Good news for the Los Angeles Kings’ thin forward corps and the Boston Bruins’ shaky salary cap situation: the once-dead Marco Sturm trade is now officially done. Fluto Shinzawa of the Boston Globe reports that Sturm passed his physical and can now play for the second California NHL team of his career.

(He originally played for the San Jose Sharks when Dean Lombardi was part of that organization. You might remember Sturm as arguably the biggest piece that went to Boston in the lopsided Joe Thornton trade.)

Sturm is in the final year of a four-year deal that pays him $3.5 million per year (in both salary and salary cap hit), so while there is some cost to bringing him in, it’s not a huge gamble.

Considering his speed and injury-prone nature, it’s not that different from my summer time suggestions that the Kings trade for Simon Gagne. He doesn’t have the same high-scoring ceiling, but Sturm crossed the 20-goal mark seven times during his injury-ravaged 12 years in the league.
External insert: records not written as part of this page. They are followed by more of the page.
use std::time::Duration;

use anyhow::{Context, Result};
use async_trait::async_trait;
use reqwest::Client;
use serde_json::{json, Value};

use crate::core::config::Settings;
use crate::schemas::schedule::{FsDocument, ListDocumentsResponse, RunQueryResult};
use crate::store::models::Weekday;

const TEACHERS_COLLECTION: &str = "maestros";
const SCHEDULE_COLLECTION: &str = "horarios";
const SUBJECTS_COLLECTION: &str = "materias";
const GROUPS_COLLECTION: &str = "grupos";

#[derive(Debug, Clone)]
pub(crate) struct TeacherRef {
    pub(crate) id: String,
}

#[derive(Debug, Clone)]
pub(crate) struct ScheduleRow {
    pub(crate) weekday: Weekday,
    pub(crate) start_time: String,
    pub(crate) duration_minutes: i64,
    pub(crate) subject_id: String,
    pub(crate) group_id: String,
}

#[derive(Debug, Clone)]
pub(crate) struct ReferenceRow {
    pub(crate) id: String,
    pub(crate) name: String,
}

/// Denormalized schedule data source, joined client-side. The trait keeps the
/// import orchestration testable against an in-memory fake.
#[async_trait]
pub(crate) trait ScheduleSource {
    async fn find_teacher(&self, display_name: &str) -> Result<Option<TeacherRef>>;
    async fn schedule_rows(&self, teacher_id: &str) -> Result<Vec<ScheduleRow>>;
    async fn subjects(&self) -> Result<Vec<ReferenceRow>>;
    async fn groups(&self) -> Result<Vec<ReferenceRow>>;
}

#[derive(Debug, Clone)]
pub(crate) struct FirestoreScheduleSource {
    client: Client,
    base_url: String,
    project_id: String,
    api_key: String,
}

impl FirestoreScheduleSource {
    pub(crate) fn from_settings(settings: &Settings) -> Result<Self> {
        let timeout = Duration::from_secs(settings.schedule().timeout_seconds);
        let client = Client::builder()
            .connect_timeout(Duration::from_secs(20))
            .timeout(timeout)
            .build()
            .context("Failed to build schedule HTTP client")?;

        Ok(Self {
            client,
            base_url: settings.schedule().base_url.clone(),
            project_id: settings.schedule().project_id.clone(),
            api_key: settings.schedule().api_key.clone(),
        })
    }

    fn documents_url(&self) -> String {
        format!(
            "{}/projects/{}/databases/(default)/documents",
            self.base_url, self.project_id
        )
    }

    async fn run_equality_query(
        &self,
        collection: &str,
        field: &str,
        value: &str,
    ) -> Result<Vec<FsDocument>> {
        let body = json!({
            "structuredQuery": {
                "from": [{"collectionId": collection}],
                "where": {
                    "fieldFilter": {
                        "field": {"fieldPath": field},
                        "op": "EQUAL",
                        "value": {"stringValue": value},
                    }
                }
            }
        });

        let response = self
            .client
            .post(format!("{}:runQuery", self.documents_url()))
            .query(&[("key", self.api_key.as_str())])
            .json(&body)
            .send()
            .await
            .with_context(|| format!("Failed to query the {collection} collection"))?;

        let status = response.status();
        let raw_body = response.text().await.context("Failed to read the schedule response")?;
        if !status.is_success() {
            anyhow::bail!(
                "Schedule query on {} failed (status {}): {}",
                collection,
                status,
                extract_error_message(&raw_body)
            );
        }

        let results: Vec<RunQueryResult> = serde_json::from_str(&raw_body).map_err(|err| {
            anyhow::anyhow!("Schedule source returned an unexpected body: {err}")
        })?;
        Ok(results.into_iter().filter_map(|result| result.document).collect())
    }

    async fn list_collection(&self, collection: &str) -> Result<Vec<FsDocument>> {
        let url = format!("{}/{}", self.documents_url(), collection);
        let mut documents = Vec::new();
        let mut page_token: Option<String> = None;
        loop {
            let mut request = self
                .client
                .get(&url)
                .query(&[("key", self.api_key.as_str()), ("pageSize", "300")]);
            if let Some(token) = &page_token {
                request = request.query(&[("pageToken", token.as_str())]);
            }

            let response = request
                .send()
                .await
                .with_context(|| format!("Failed to list the {collection} collection"))?;

            let status = response.status();
            let raw_body =
                response.text().await.context("Failed to read the schedule response")?;
            if !status.is_success() {
                anyhow::bail!(
                    "Listing {} failed (status {}): {}",
                    collection,
                    status,
                    extract_error_message(&raw_body)
                );
            }

            let page: ListDocumentsResponse = serde_json::from_str(&raw_body).map_err(|err| {
                anyhow::anyhow!("Schedule source returned an unexpected body: {err}")
            })?;
            documents.extend(page.documents);
            page_token = page.next_page_token;
            if page_token.is_none() {
                break;
            }
        }
        Ok(documents)
    }
}

#[async_trait]
impl ScheduleSource for FirestoreScheduleSource {
    async fn find_teacher(&self, display_name: &str) -> Result<Option<TeacherRef>> {
        let by_short_name = self
            .run_equality_query(TEACHERS_COLLECTION, "nombre_corto", display_name)
            .await?;
        if let Some(doc) = by_short_name.first() {
            return Ok(Some(TeacherRef { id: doc.doc_id().to_string() }));
        }

        let by_full_name = self
            .run_equality_query(TEACHERS_COLLECTION, "nombre_completo", display_name)
            .await?;
        Ok(by_full_name.first().map(|doc| TeacherRef { id: doc.doc_id().to_string() }))
    }

    async fn schedule_rows(&self, teacher_id: &str) -> Result<Vec<ScheduleRow>> {
        let documents =
            self.run_equality_query(SCHEDULE_COLLECTION, "maestro_id", teacher_id).await?;

        let mut rows = Vec::new();
        for doc in documents {
            let Some(weekday) = doc.int_field("dia").and_then(Weekday::from_number) else {
                tracing::warn!(document = %doc.doc_id(), "schedule entry without a valid day");
                continue;
            };
            rows.push(ScheduleRow {
                weekday,
                start_time: doc.str_field("hora_inicio").unwrap_or_default().to_string(),
                duration_minutes: doc.int_field("duracion").unwrap_or_default(),
                subject_id: doc.str_field("materia_id").unwrap_or_default().to_string(),
                group_id: doc.str_field("grupo_id").unwrap_or_default().to_string(),
            });
        }
        Ok(rows)
    }

    async fn subjects(&self) -> Result<Vec<ReferenceRow>> {
        let documents = self.list_collection(SUBJECTS_COLLECTION).await?;
        Ok(documents.iter().map(reference_row).collect())
    }

    async fn groups(&self) -> Result<Vec<ReferenceRow>> {
        let documents = self.list_collection(GROUPS_COLLECTION).await?;
        Ok(documents.iter().map(reference_row).collect())
    }
}

fn reference_row(doc: &FsDocument) -> ReferenceRow {
    ReferenceRow {
        id: doc.doc_id().to_string(),
        name: doc.str_field("nombre").unwrap_or_default().to_string(),
    }
}

fn extract_error_message(raw_body: &str) -> String {
    if let Ok(parsed) = serde_json::from_str::<Value>(raw_body) {
        if let Some(message) = parsed
            .get("error")
            .and_then(|error| error.get("message"))
            .and_then(Value::as_str)
        {
            return message.to_string();
        }
    }

    if raw_body.trim().is_empty() {
        "unknown_error".to_string()
    } else {
        raw_body.trim().to_string()
    }
}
Of course, it’s hard not to look at some of the Kings’ recent history with injury prone players and wonder if they’re playing with fire. From Adam Deadmarsh to Jason Allison to Ziggy Palffy and Pavol Demitra, the Kings could have changed their team logo to Wile E. Coyote in the ’90s and early ’00s if it weren’t for Phoenix.

Still, they aren’t giving up much for a player who can provide scoring depth to a team that is a little too dependent on Anze Kopitar for goals. It seems like both the Bruins and Kings “won” from this deal, even if the gains are pretty modest.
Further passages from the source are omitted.